The intracellular motor protein myosin Va is involved in nitrergic neurotransmission possibly by trafficking of neuronal nitric oxide synthase (nNOS) within the nerve terminals. In this study, we examined the role of myosin Va in the stomach and penis, proto-typical smooth muscle organs in which nitric oxide (NO) mediated relaxation is critical for function. We used confocal microscopy and co-immunoprecipitation of tissue from the gastric fundus (GF) and penile corpus cavernosum (CCP) to localize myosin Va with nNOS and demonstrate their molecular interaction. We utilized in vitro mechanical studies to test whether smooth muscle relaxations during nitrergic neuromuscular neurotransmission is altered in DBA (dilute, brown, non-agouti) mice which lack functional myosin Va. Myosin Va was localized in nNOS-positive nerve terminals and was co-immunoprecipitated with nNOS in both GF and CCP. In comparison to C57BL/6J wild type (WT) mice, electrical field stimulation (EFS) of precontracted smooth muscles of GF and CCP from DBA animals showed significant impairment of nitrergic relaxation.

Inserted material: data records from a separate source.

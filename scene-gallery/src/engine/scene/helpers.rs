use std::f32::consts::FRAC_PI_2;

use bevy::prelude::*;

use super::geometry::{axes_mesh, wireframe_mesh};

#[derive(Component)]
pub struct AxesHelper;

/// Line-drawn outline attached to a light so its placement is visible.
#[derive(Component)]
pub struct LightHelper;

/// Which outline a light helper draws.
#[derive(Debug, Clone, Copy, PartialEq)]
pub enum LightHelperShape {
    /// Wire sphere of the given radius.
    Point { size: f32 },
    /// Square facing the light direction with a line along it.
    Directional { size: f32 },
    /// Cone opening along the light direction.
    Spot { range: f32, angle: f32 },
}

pub fn unlit_line_material(materials: &mut Assets<StandardMaterial>, color: Color) -> Handle<StandardMaterial> {
    materials.add(StandardMaterial {
        base_color: color,
        unlit: true,
        ..default()
    })
}

/// Red, green and blue lines along +X, +Y and +Z.
pub fn axes_helper(
    meshes: &mut Assets<Mesh>,
    materials: &mut Assets<StandardMaterial>,
    size: f32,
) -> impl Bundle {
    (
        Mesh3d(meshes.add(axes_mesh(size))),
        MeshMaterial3d(unlit_line_material(materials, Color::WHITE)),
        Transform::default(),
        AxesHelper,
    )
}

fn outline_or_empty(mesh: Mesh) -> Mesh {
    wireframe_mesh(&mesh).unwrap_or(mesh)
}

/// Mesh and local transform of a helper, relative to its light.
pub fn light_helper_geometry(shape: LightHelperShape) -> (Mesh, Transform) {
    match shape {
        LightHelperShape::Point { size } => (
            outline_or_empty(Sphere::new(size).mesh().uv(8, 6)),
            Transform::IDENTITY,
        ),
        LightHelperShape::Directional { size } => (
            outline_or_empty(Rectangle::new(size * 2.0, size * 2.0).into()),
            Transform::IDENTITY,
        ),
        LightHelperShape::Spot { range, angle } => {
            let radius = range * angle.tan();
            // Cone apex sits at the light, base lies `range` along local -Z.
            (
                outline_or_empty(Cone::new(radius, range).mesh().resolution(16).into()),
                Transform::from_xyz(0.0, 0.0, -range / 2.0)
                    .with_rotation(Quat::from_rotation_x(FRAC_PI_2)),
            )
        }
    }
}

/// Bundle for a helper entity, spawned as a child of the light it outlines.
pub fn light_helper(
    meshes: &mut Assets<Mesh>,
    materials: &mut Assets<StandardMaterial>,
    shape: LightHelperShape,
    color: Color,
) -> impl Bundle {
    let (mesh, transform) = light_helper_geometry(shape);
    (
        Mesh3d(meshes.add(mesh)),
        MeshMaterial3d(unlit_line_material(materials, color)),
        transform,
        LightHelper,
    )
}

pub fn set_light_helpers_visible(
    visible: bool,
    helpers: &mut Query<&mut Visibility, With<LightHelper>>,
) {
    let target = if visible {
        Visibility::Inherited
    } else {
        Visibility::Hidden
    };
    for mut visibility in helpers.iter_mut() {
        visibility.set_if_neq(target);
    }
}

#[cfg(test)]
mod tests {
    use super::*;
    use bevy::render::mesh::{PrimitiveTopology, VertexAttributeValues};

    fn max_distance_from_origin(mesh: &Mesh, transform: Transform) -> f32 {
        match mesh.attribute(Mesh::ATTRIBUTE_POSITION) {
            Some(VertexAttributeValues::Float32x3(positions)) => positions
                .iter()
                .map(|p| transform.transform_point(Vec3::from(*p)).length())
                .fold(0.0, f32::max),
            _ => 0.0,
        }
    }

    #[test]
    fn helpers_are_line_lists() {
        for shape in [
            LightHelperShape::Point { size: 0.2 },
            LightHelperShape::Directional { size: 0.2 },
            LightHelperShape::Spot {
                range: 7.0,
                angle: 0.3,
            },
        ] {
            let (mesh, _) = light_helper_geometry(shape);
            assert_eq!(mesh.primitive_topology(), PrimitiveTopology::LineList);
        }
    }

    #[test]
    fn spot_cone_opens_along_light_direction() {
        let (mesh, transform) = light_helper_geometry(LightHelperShape::Spot {
            range: 2.0,
            angle: 0.1,
        });

        // The apex sits at the light and the base reaches roughly `range` ahead.
        let apex = transform.transform_point(Vec3::new(0.0, 1.0, 0.0));
        assert!(apex.length() < 1e-4);
        let base_centre = transform.transform_point(Vec3::new(0.0, -1.0, 0.0));
        assert!((base_centre - Vec3::new(0.0, 0.0, -2.0)).length() < 1e-4);
        assert!(max_distance_from_origin(&mesh, transform) < 2.1);
    }
}
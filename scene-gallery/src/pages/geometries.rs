use bevy::prelude::*;
use rand::SeedableRng;
use rand::rngs::StdRng;

use super::{orbit_page_camera, unlit};
use crate::engine::assets::gallery_config::GalleryConfig;
use crate::engine::core::app_state::GalleryPage;
use crate::engine::scene::geometry::{random_triangle_positions, triangle_soup_mesh, wireframe_mesh};

const PAGE: GalleryPage = GalleryPage::Geometries;

const TRIANGLE_COUNT: usize = 500;

pub struct GeometriesPagePlugin;

impl Plugin for GeometriesPagePlugin {
    fn build(&self, app: &mut App) {
        app.add_systems(OnEnter(PAGE), spawn_geometries_scene);
    }
}

/// A seeded soup of random triangles drawn as red edges.
fn spawn_geometries_scene(
    mut commands: Commands,
    mut meshes: ResMut<Assets<Mesh>>,
    mut materials: ResMut<Assets<StandardMaterial>>,
    config: Res<GalleryConfig>,
) {
    commands.spawn((
        orbit_page_camera(Vec3::new(0.0, 0.0, 3.0), Vec3::ZERO, 75.0, Color::BLACK),
        StateScoped(PAGE),
    ));

    let mut rng = StdRng::seed_from_u64(config.random_seed);
    let soup = triangle_soup_mesh(random_triangle_positions(&mut rng, TRIANGLE_COUNT));
    let Some(edges) = wireframe_mesh(&soup) else {
        warn!("Random triangle soup produced no edges");
        return;
    };

    commands.spawn((
        Mesh3d(meshes.add(edges)),
        MeshMaterial3d(unlit(&mut materials, Color::srgb(1.0, 0.0, 0.0))),
        StateScoped(PAGE),
    ));
}
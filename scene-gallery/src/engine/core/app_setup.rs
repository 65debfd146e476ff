use bevy::asset::AssetMetaCheck;
use bevy::diagnostic::FrameTimeDiagnosticsPlugin;
use bevy::pbr::wireframe::{WireframeConfig, WireframePlugin};
use bevy::prelude::*;
use bevy::render::camera::ClearColorConfig;
use bevy_common_assets::json::JsonAssetPlugin;

use crate::engine::assets::gallery_config::GalleryConfig;
use crate::engine::camera::orbit_controls::{orbit_controls_input, orbit_controls_update};
use crate::engine::core::app_state::{FpsText, GalleryPage};
use crate::engine::core::browser_events::BrowserQueue;
use crate::engine::core::navigation::{
    HistoryPop, NavigationEvent, follow_browser_history, handle_navigation_events,
    handle_navigation_shortcuts, navigate_from_browser_location,
};
use crate::engine::core::window_config::create_window_config;
use crate::engine::loading::config_loader::{ConfigLoader, apply_loaded_config, start_config_loading};
use crate::engine::render::matcap_material::MatcapMaterial;
use crate::engine::scene::alpha_mask::bake_pending_alpha_masks;
use crate::engine::scene::text_sprite::TextSpritePlugin;
use crate::engine::systems::fps_tracking::{
    fps_notification_system, fps_text_update_system, fps_visibility_system,
};
use crate::pages::GalleryPagesPlugin;
use crate::rpc::web_rpc::WebRpcPlugin;
use crate::ui::parameter_panel::ParameterPanelPlugin;
use crate::ui::sidebar::SidebarPlugin;

/// Draws the UI panels over whichever page camera is active.
const UI_CAMERA_ORDER: isize = 10;

pub fn create_app() -> App {
    let mut app = App::new();

    app.add_plugins(create_default_plugins())
        .add_plugins(FrameTimeDiagnosticsPlugin::default())
        // Registers GalleryConfig as a loadable asset type from JSON files.
        .add_plugins(JsonAssetPlugin::<GalleryConfig>::new(&["json"]))
        .add_plugins(MaterialPlugin::<MatcapMaterial>::default())
        .add_plugins(WireframePlugin::default())
        .insert_resource(WireframeConfig {
            global: false,
            default_color: Color::WHITE,
        })
        .add_plugins(TextSpritePlugin)
        .add_plugins(WebRpcPlugin);

    app.init_state::<GalleryPage>()
        .enable_state_scoped_entities::<GalleryPage>();

    // Initialise resources early
    app.init_resource::<GalleryConfig>()
        .init_resource::<ConfigLoader>()
        .init_resource::<BrowserQueue<HistoryPop>>()
        .add_event::<NavigationEvent>();

    app.add_plugins((SidebarPlugin, ParameterPanelPlugin, GalleryPagesPlugin));

    app.add_systems(
        Startup,
        (setup, start_config_loading, navigate_from_browser_location).chain(),
    )
    .add_systems(
        Update,
        (
            apply_loaded_config,
            handle_navigation_shortcuts,
            follow_browser_history,
            handle_navigation_events,
        )
            .chain(),
    )
    .add_systems(
        Update,
        (orbit_controls_input, orbit_controls_update).chain(),
    )
    .add_systems(
        Update,
        (
            bake_pending_alpha_masks,
            fps_notification_system,
            fps_visibility_system.run_if(resource_changed::<GalleryConfig>),
        ),
    );

    #[cfg(target_arch = "wasm32")]
    {
        app.add_systems(
            Startup,
            crate::engine::core::navigation::listen_for_history_changes,
        );
    }

    // Add fps_text_update_system only for native builds.
    #[cfg(not(target_arch = "wasm32"))]
    {
        app.add_systems(Update, fps_text_update_system);
    }

    app
}

// Startup system that only handles basic initialisation
fn setup(mut commands: Commands) {
    println!("=== SCENE GALLERY ===");
    for page in GalleryPage::ALL {
        println!("  {:<16} {}", page.route(), page.title());
    }

    create_ui_camera(&mut commands);

    #[cfg(not(target_arch = "wasm32"))]
    {
        create_native_overlays(&mut commands);
    }
}

fn create_ui_camera(commands: &mut Commands) {
    commands.spawn((
        Camera2d,
        Camera {
            order: UI_CAMERA_ORDER,
            clear_color: ClearColorConfig::None,
            ..default()
        },
        IsDefaultUiCamera,
    ));
}

#[cfg_attr(target_arch = "wasm32", allow(dead_code))]
fn create_native_overlays(commands: &mut Commands) {
    commands
        .spawn((
            Node {
                width: Val::Percent(100.0),
                height: Val::Percent(100.0),
                ..default()
            },
            Pickable::IGNORE,
        ))
        .with_children(|parent| {
            parent.spawn((
                Text::new("FPS: "),
                TextFont {
                    font_size: 16.0,
                    ..default()
                },
                TextColor(Color::srgb(1., 0., 0.)),
                Node {
                    position_type: PositionType::Absolute,
                    bottom: Val::Px(12.0),
                    right: Val::Px(12.0),
                    ..default()
                },
                FpsText,
            ));
        });
}

fn create_default_plugins() -> impl PluginGroup {
    let window_config = WindowPlugin {
        primary_window: Some(create_window_config()),
        ..default()
    };

    let asset_config = AssetPlugin {
        meta_check: AssetMetaCheck::Never,
        ..default()
    };

    DefaultPlugins.set(window_config).set(asset_config)
}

An NO donor, Sodium nitroprusside (SNP), caused comparable levels of relaxation in smooth muscles of WT and DBA mice. These normal postjunctional responses to SNP in DBA tissues suggest that impairment of smooth muscle relaxation resulted from inhibition of NO synthesis in prejunctional nerve terminals. Our results suggest that normal physiological processes of relaxation of gastric and cavernosal smooth muscles that facilitate food accommodation and penile erection, respectively, may be disrupted under conditions of myosin Va deficiency, resulting in complications like gastroparesis and erectile dysfunction.